Неудачница! Это, может быть, больше всего оскорбляло и тогда, когда провалилась при поступлении в Политехнический. Было невыносимо при одной мыели: придут знакомые, начнут сочувствовать и как бы между прочим сообщат, что «Галя письмо прислала. Пишет — учится хорошо. Нравится ей Москва…» А теперь и того горше!

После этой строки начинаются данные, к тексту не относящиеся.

// Real-time driver: runs a session or inbox against the wall clock on tokio.

use anyhow::{anyhow, Result};
use chrono::{DateTime, Utc};
use log::{debug, info};
use std::sync::Arc;
use std::time::Duration;
use tokio::sync::{oneshot, Mutex as TokioMutex};
use tokio::task::JoinHandle;

use crate::chat::{ConversationSession, Inbox};

/// Upper bound on how long the driver sleeps, so work queued from outside
/// (a message sent while idle) is picked up promptly.
const MAX_IDLE: Duration = Duration::from_millis(50);

/// Something with a timer queue that can be advanced to "now".
pub trait Ticker {
    fn tick(&mut self) -> usize;
    fn next_due(&self) -> Option<DateTime<Utc>>;
    fn now(&self) -> DateTime<Utc>;
    fn dispose(&mut self);
    fn is_disposed(&self) -> bool;
}

impl Ticker for ConversationSession {
    fn tick(&mut self) -> usize {
        ConversationSession::tick(self)
    }

    fn next_due(&self) -> Option<DateTime<Utc>> {
        ConversationSession::next_due(self)
    }

    fn now(&self) -> DateTime<Utc> {
        ConversationSession::now(self)
    }

    fn dispose(&mut self) {
        ConversationSession::dispose(self)
    }

    fn is_disposed(&self) -> bool {
        ConversationSession::is_disposed(self)
    }
}

impl Ticker for Inbox {
    fn tick(&mut self) -> usize {
        Inbox::tick(self)
    }

    fn next_due(&self) -> Option<DateTime<Utc>> {
        Inbox::next_due(self)
    }

    fn now(&self) -> DateTime<Utc> {
        Inbox::now(self)
    }

    fn dispose(&mut self) {
        Inbox::dispose(self)
    }

    fn is_disposed(&self) -> bool {
        Inbox::is_disposed(self)
    }
}

/// Owns the background task. Dropping it aborts the task; `shutdown`
/// stops it cleanly and disposes the target.
pub struct SessionDriver {
    stop_tx: Option<oneshot::Sender<()>>,
    handle: Option<JoinHandle<()>>,
}

impl SessionDriver {
    pub fn spawn<T>(target: Arc<TokioMutex<T>>) -> Self
    where
        T: Ticker + Send + 'static,
    {
        let (stop_tx, mut stop_rx) = oneshot::channel::<()>();

        let handle = tokio::spawn(async move {
            info!("Session driver started");
            loop {
                let wait = {
                    let mut guard = target.lock().await;
                    if guard.is_disposed() {
                        debug!("Driver target disposed, exiting");
                        break;
                    }
                    let fired = guard.tick();
                    if fired > 0 {
                        debug!("Driver fired {} timer(s)", fired);
                    }
                    match guard.next_due() {
                        Some(due) => (due - guard.now()).to_std().unwrap_or(Duration::ZERO),
                        None => MAX_IDLE,
                    }
                };

                tokio::select! {
                    _ = &mut stop_rx => {
                        target.lock().await.dispose();
                        break;
                    }
                    _ = tokio::time::sleep(wait.min(MAX_IDLE)) => {}
                }
            }
            info!("Session driver stopped");
        });

        SessionDriver { stop_tx: Some(stop_tx), handle: Some(handle) }
    }

    pub fn is_running(&self) -> bool {
        self.handle.as_ref().map(|h| !h.is_finished()).unwrap_or(false)
    }

    /// Stop the driver and dispose its target.
    pub async fn shutdown(mut self) -> Result<()> {
        if let Some(stop_tx) = self.stop_tx.take() {
            // The task may already have exited after the target was disposed
            let _ = stop_tx.send(());
        }
        match self.handle.take() {
            Some(handle) => handle.await.map_err(|e| anyhow!("Session driver task failed: {}", e)),
            None => Ok(()),
        }
    }
}

impl Drop for SessionDriver {
    fn drop(&mut self) {
        if let Some(handle) = self.handle.take() {
            handle.abort();
        }
    }
}
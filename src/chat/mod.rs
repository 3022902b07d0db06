// Message lifecycle module
// Everything a chat screen needs between "user pressed send" and "peer read it",
// split by concern the same way the screens use it.

pub mod delivery;
pub mod expiry;
pub mod inbox;
pub mod media;
pub mod projection;
pub mod session;
pub mod typing;

pub use expiry::ExpiryHorizon;
pub use inbox::Inbox;
pub use media::MediaPermissions;
pub use projection::{filter_conversations, sort_by_recency};
pub use session::ConversationSession;
pub use typing::TypingMode;

use crate::models::{DeliveryStatus, Message, Notice};

/// Everything a renderer needs to observe. Emitted in the order the
/// underlying state changed.
#[derive(Debug, Clone, PartialEq)]
pub enum SessionEvent {
    MessageAdded(Message),
    StatusChanged { id: String, status: DeliveryStatus },
    MessageUpdated(Message),
    MessageRemoved { id: String },
    TypingChanged(bool),
    Notice(Notice),
    Disposed,
}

Доклад делал начальник участка. Говорил долго, как человек, у которого не было времени подумать, что сказать, и смотрел не на комсомольцев и гостей, а на Михала Шарупича, точно отчитывался перед ним. После песен и смеха перед собранием все это было особенно заметно. Докладчик сам понимал, что получается неважно, не хватает фактов, и потому искал спасения в том, что без меры хвалил всех, а затем неожиданно предложил присвоить бригаде Свирина звание коллектива коммунистического труда.
— Будем дружить с нашими славными воинами! — призывал он.— Будем учиться у них дисциплине! Будем расширять ряды ударников!
Услышав предложение начальника участка, Кира, которой поручили вести собрание, оживилась, и, хотя не нужно было никого успокаивать, радостно застучала карандашом по столу.
— Теперь давайте вы, товарищи! — попросила она.
Заскрипели скамейки.
— Начинай, Прокоп! У тебя интересней выйдет…
— Не такой уж и рай в нашем цеху. Крой, как есть.
— Но-но, не больно ты там! И прибедняться незачем.
— Ничего не попишешь, формовщики по салу и хлебу есть еще в наявности.
— Сколько малый конвейер вчера простоял? Почему?
— Гостей хоть не пугайте!
— А где механизация, которую обецанкой-цацанкой зовут?
— Кира! Приветствуем вашу бригаду! Мо-лод-цом!..
Лёдя любила такую словесную перепалку, после которой разгорались горячие споры. Что-то близкое, свое было во всем этом, и, слушая выкрики ребят, она немного приободрилась. Даже тревоги, сомнения показались чуть ли не фантастическими.